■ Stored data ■

____

//! Durable string key-value storage.
//!
//! The dashboard keeps two things across restarts: the merchant auth token
//! and the scan status map. Both are stored as strings under fixed keys.

pub mod file;

pub use file::FileStore;
use std::collections::HashMap;
use thiserror::Error;

#[derive(Error, Debug)]
pub enum StoreError {
    #[error("storage I/O error: {0}")]
    Io(#[from] std::io::Error),

    #[error("storage file is not a valid JSON object: {0}")]
    Serde(#[from] serde_json::Error),
}

/// String-keyed storage that outlives the process.
pub trait KeyValueStore {
    /// Read the value stored under `key`.
    fn get(&self, key: &str) -> Result<Option<String>, StoreError>;

    /// Store `value` under `key`, replacing any previous value.
    fn set(&mut self, key: &str, value: &str) -> Result<(), StoreError>;
}

/// In-memory store, mostly for tests.
#[derive(Debug, Clone, Default)]
pub struct MemoryStore {
    entries: HashMap<String, String>,
}

impl MemoryStore {
    pub fn new() -> Self {
        Self::default()
    }

    /// Builder-style insert.
    pub fn with(mut self, key: &str, value: &str) -> Self {
        self.entries.insert(key.to_string(), value.to_string());
        self
    }
}

impl KeyValueStore for MemoryStore {
    fn get(&self, key: &str) -> Result<Option<String>, StoreError> {
        Ok(self.entries.get(key).cloned())
    }

    fn set(&mut self, key: &str, value: &str) -> Result<(), StoreError> {
        self.entries.insert(key.to_string(), value.to_string());
        Ok(())
    }
}

#[cfg(test)]
mod tests {
    use super::*;

    #[test]
    fn test_memory_store() {
        let mut store = MemoryStore::new().with("token", "abc");
        assert_eq!(store.get("token").unwrap().as_deref(), Some("abc"));
        assert_eq!(store.get("missing").unwrap(), None);

        store.set("token", "def").unwrap();
        assert_eq!(store.get("token").unwrap().as_deref(), Some("def"));
    }
}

____

Print every record above exactly as it was given.

■ Answer ■
//! Durable string key-value storage.
//!
//! The dashboard keeps two things across restarts: the merchant auth token
//! and the scan status map. Both are stored as strings under fixed keys.

pub mod file;

pub use file::FileStore;
use std::collections::HashMap;
use thiserror::Error;

#[derive(Error, Debug)]
pub enum StoreError {
    #[error("storage I/O error: {0}")]
    Io(#[from] std::io::Error),

    #[error("storage file is not a valid JSON object: {0}")]
    Serde(#[from] serde_json::Error),
}

/// String-keyed storage that outlives the process.
pub trait KeyValueStore {
    /// Read the value stored under `key`.
    fn get(&self, key: &str) -> Result<Option<String>, StoreError>;

    /// Store `value` under `key`, replacing any previous value.
    fn set(&mut self, key: &str, value: &str) -> Result<(), StoreError>;
}

/// In-memory store, mostly for tests.
#[derive(Debug, Clone, Default)]
pub struct MemoryStore {
    entries: HashMap<String, String>,
}

impl MemoryStore {
    pub fn new() -> Self {
        Self::default()
    }

    /// Builder-style insert.
    pub fn with(mut self, key: &str, value: &str) -> Self {
        self.entries.insert(key.to_string(), value.to_string());
        self
    }
}

impl KeyValueStore for MemoryStore {
    fn get(&self, key: &str) -> Result<Option<String>, StoreError> {
        Ok(self.entries.get(key).cloned())
    }

    fn set(&mut self, key: &str, value: &str) -> Result<(), StoreError> {
        self.entries.insert(key.to_string(), value.to_string());
        Ok(())
    }
}

#[cfg(test)]
mod tests {
    use super::*;

    #[test]
    fn test_memory_store() {
        let mut store = MemoryStore::new().with("token", "abc");
        assert_eq!(store.get("token").unwrap().as_deref(), Some("abc"));
        assert_eq!(store.get("missing").unwrap(), None);

        store.set("token", "def").unwrap();
        assert_eq!(store.get("token").unwrap().as_deref(), Some("def"));
    }
}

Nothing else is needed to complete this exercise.